Last Thursday the Federal Reserve agreed on proposals that would make it easier for home-owners with mortgages or those looking for mortgages to better understand just how home mortgages work.
One significant contributor to the housing market crash was the lack of understanding on the borrower's part of the terms of the loans and bought homes that they just could not afford.
Fed Chairman Ben Bernanke said "Consumers need the proper tools to determine whether a particular mortgage loan is appropriate for their circumstances. It is often said that a home is a family's most important asset, and it is the Federal Reserve's responsibility to see that borrowers receive the information they need to protect that asset."
Some of the changes would include the requirement of lenders to explain to potential borrowers some of the risky aspects of a loan that might include prepayment penalties. One way for lenders to accomplish this is through a one page summary page, in layman's terms, which would include frequently asked questions and answers to commonly misunderstood items regarding mortgages. Furthermore, there would also be the necessity to explain the APR, annual percentage rate, as well as settlement costs.

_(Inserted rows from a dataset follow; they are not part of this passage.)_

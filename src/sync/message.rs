//! Wire format of cross-instance sync messages

use crate::error::{EchoError, Result};
use serde::{Deserialize, Serialize};

/// A message broadcast to every other instance on the channel.
///
/// Serialized as `{"type":"timelineUpdate","currentTime":1.5,"isPlaying":true}`.
#[derive(Clone, Debug, PartialEq, Serialize, Deserialize)]
#[serde(tag = "type", rename_all = "camelCase")]
pub enum SyncMessage {
    #[serde(rename_all = "camelCase")]
    TimelineUpdate {
        current_time: f64,
        is_playing: bool,
        /// Sender's monotonic clock in ms. Informational; never used for ordering.
        #[serde(default, skip_serializing_if = "Option::is_none")]
        sent_at: Option<u64>,
    },
}

impl SyncMessage {
    pub fn timeline(current_time: f64, is_playing: bool) -> Self {
        SyncMessage::TimelineUpdate {
            current_time,
            is_playing,
            sent_at: None,
        }
    }

    pub fn current_time(&self) -> f64 {
        match self {
            SyncMessage::TimelineUpdate { current_time, .. } => *current_time,
        }
    }

    pub fn is_playing(&self) -> bool {
        match self {
            SyncMessage::TimelineUpdate { is_playing, .. } => *is_playing,
        }
    }

    pub fn to_json(&self) -> Result<String> {
        serde_json::to_string(self).map_err(|e| EchoError::Sync(e.to_string()))
    }

    pub fn from_json(data: &[u8]) -> Result<Self> {
        serde_json::from_slice(data).map_err(|e| EchoError::Sync(e.to_string()))
    }
}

When borrowers are looking into adjustable-rate mortgages, lenders will be required to go over how their monthly payment will change in order for the borrower to completely understand the risk potential of an adjustable loan.
Other terms that the Federal Reserve agreed on are the fact that lenders would also have to provide borrowers a monthly statement of payment options with amounts that don't just cover the interest of the loan but it would explain the consequences that the different payment options would have on the life of the loan.
On a good note, there would be a ban of certain payments to loan officers and mortgage brokers that are solely based on the loan's terms or conditions and would further prohibit lenders from pushing borrowers into loans that aren't in their best interest just so brokers and loan officers can get a bigger compensation.
Banks are welcoming the Fed's efforts but remain uncertain if their plan would indeed lead to better-informed borrowers and the banks hope that these proposals would both simplify and clarify the mortgage process for borrowers.
Now that the Fed has agreed to these new terms; lenders and the public alike have 120 days to make comments on these new proposals and once those are received by the Fed they will make additional changes and take a final vote.
Whether it's a 30 year fixed rate loan or an adjustable-rate loan with a low down payment, the Fed's goal is to not only make sure that consumers receive the information they need, but that they can also understand it as well.